You can have a 2 way, real time, live auditorium. A live remote TV station with several channels pushing in and out of SL. The media and activites will join and augment via Mashups like this. Inworld participants can push out content through Machinima - the scope of possibilities is endless. You will also have dynamic search. You could track someone videoing live in the real world for instance by entering co-ordinates if they had an always on wearable cam; panopticon or gamers' heaven? This is very, very exciting.

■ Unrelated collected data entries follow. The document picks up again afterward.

pub mod client;
pub mod mock;
pub mod schemas;

use async_trait::async_trait;

use crate::error::TransportError;
use crate::job::{GenerationMode, GenerationRequest};

pub use client::HttpApiClient;
pub use mock::MockApiClient;
pub use schemas::{JobDescriptor, ModelDescriptor, SystemStatus};

/// Boundary between the job lifecycle and an external generation service.
#[async_trait]
pub trait GenerationApi: Send + Sync {
    async fn generate_text_to_image(
        &self,
        request: &GenerationRequest,
    ) -> Result<JobDescriptor, TransportError>;

    async fn generate_image_to_image(
        &self,
        request: &GenerationRequest,
    ) -> Result<JobDescriptor, TransportError>;

    async fn generate(&self, request: &GenerationRequest) -> Result<JobDescriptor, TransportError> {
        match request.mode {
            GenerationMode::TextToImage => self.generate_text_to_image(request).await,
            GenerationMode::ImageToImage => self.generate_image_to_image(request).await,
        }
    }

    async fn status(&self) -> Result<SystemStatus, TransportError>;

    async fn models(&self) -> Result<Vec<ModelDescriptor>, TransportError>;

    async fn result(&self, id: &str) -> Result<JobDescriptor, TransportError>;
}
use std::sync::Arc;

use anyhow::Context;
use async_trait::async_trait;
use tracing::debug;

use crate::image_processing::encode_solid_png;
use crate::job::GenerationJob;
use crate::lifecycle::ResultRenderer;
use crate::media::hash::prompt_color;
use crate::media::storage::{LocalFileStorage, generated_key};

/// Writes a solid-colour PNG per job so results resolve to real files.
#[derive(Debug, Clone)]
pub struct PlaceholderRenderer {
    storage: Arc<LocalFileStorage>,
}

impl PlaceholderRenderer {
    pub fn new(storage: Arc<LocalFileStorage>) -> Self {
        Self { storage }
    }
}

#[async_trait]
impl ResultRenderer for PlaceholderRenderer {
    async fn render(&self, job: &GenerationJob) -> anyhow::Result<String> {
        let key = generated_key(&job.id);
        if self.storage.exists(&key).await? {
            debug!(job_id = %job.id, "placeholder result already stored");
            return Ok(self.storage.public_url(&key));
        }

        let (width, height) = (job.parameters.width, job.parameters.height);
        let color = prompt_color(&job.prompt);
        let png = tokio::task::spawn_blocking(move || encode_solid_png(width, height, color))
            .await
            .context("placeholder encoder panicked")??;

        self.storage
            .put(&key, &png)
            .await
            .with_context(|| format!("failed to store {key}"))?;
        debug!(job_id = %job.id, bytes = png.len(), "stored placeholder result");
        Ok(self.storage.public_url(&key))
    }
}

#[cfg(test)]
mod tests {
    use super::*;
    use crate::image_processing::get_dimensions;
    use crate::job::{GenerationParameters, GenerationRequest};

    #[tokio::test]
    async fn test_renders_job_sized_png() {
        let dir = tempfile::tempdir().unwrap();
        let storage = Arc::new(LocalFileStorage::new(
            dir.path().to_path_buf(),
            "http://localhost:8000/media",
        ));
        let request = GenerationRequest::text_to_image("sdxl", "a red fox")
            .with_parameters(GenerationParameters::default().with_size(128, 64));
        let job = GenerationJob::pending("job-1".to_string(), &request);

        let url = PlaceholderRenderer::new(storage.clone()).render(&job).await.unwrap();
        assert_eq!(url, "http://localhost:8000/media/generated/job-1.png");

        let bytes = std::fs::read(dir.path().join("generated/job-1.png")).unwrap();
        assert_eq!(get_dimensions(&bytes, "image/png").unwrap(), (128, 64));
    }

    #[tokio::test]
    async fn test_existing_result_is_not_rewritten() {
        let dir = tempfile::tempdir().unwrap();
        let storage = Arc::new(LocalFileStorage::new(
            dir.path().to_path_buf(),
            "http://localhost:8000/media",
        ));
        storage.put("generated/job-2.png", b"kept").await.unwrap();
        let request = GenerationRequest::text_to_image("sdxl", "a red fox");
        let job = GenerationJob::pending("job-2".to_string(), &request);

        let url = PlaceholderRenderer::new(storage).render(&job).await.unwrap();
        assert_eq!(url, "http://localhost:8000/media/generated/job-2.png");
        assert_eq!(std::fs::read(dir.path().join("generated/job-2.png")).unwrap(), b"kept");
    }
}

I IM'd Sylvio Runo inworld to show him the chance interaction and he was kind enough to pop in and have a look. But he was unimpressed and told me of a few dynamic features coming to his new player in a few weeks' time which I will look forward to.

With the NHC players I like being able to load a URL straight in - I'd like it even better if I could load and search a video feed based around users' aggregated content. I can't wait for that to happen, but for now, look at the vids in this blog to get a flavour of what these players can do.

Oh and yes the Beatles quote was modded - this is Second Life you know!

Keywords: collaboration, collaboration, danah boyd, dynamic content, Eureka, flickr, Flickr2SL, GIF, Graham Brown-Martin, HandHeld Learning 08, HHL08, Kisa Naumova, mashup, Matt Biddulph, Mogulus, Mov, NHC Media Player, panopticon, qik, Seesmic, ubiquity, video aggregation, web2.0. education

Posted by Leon Cych | 0 comment(s)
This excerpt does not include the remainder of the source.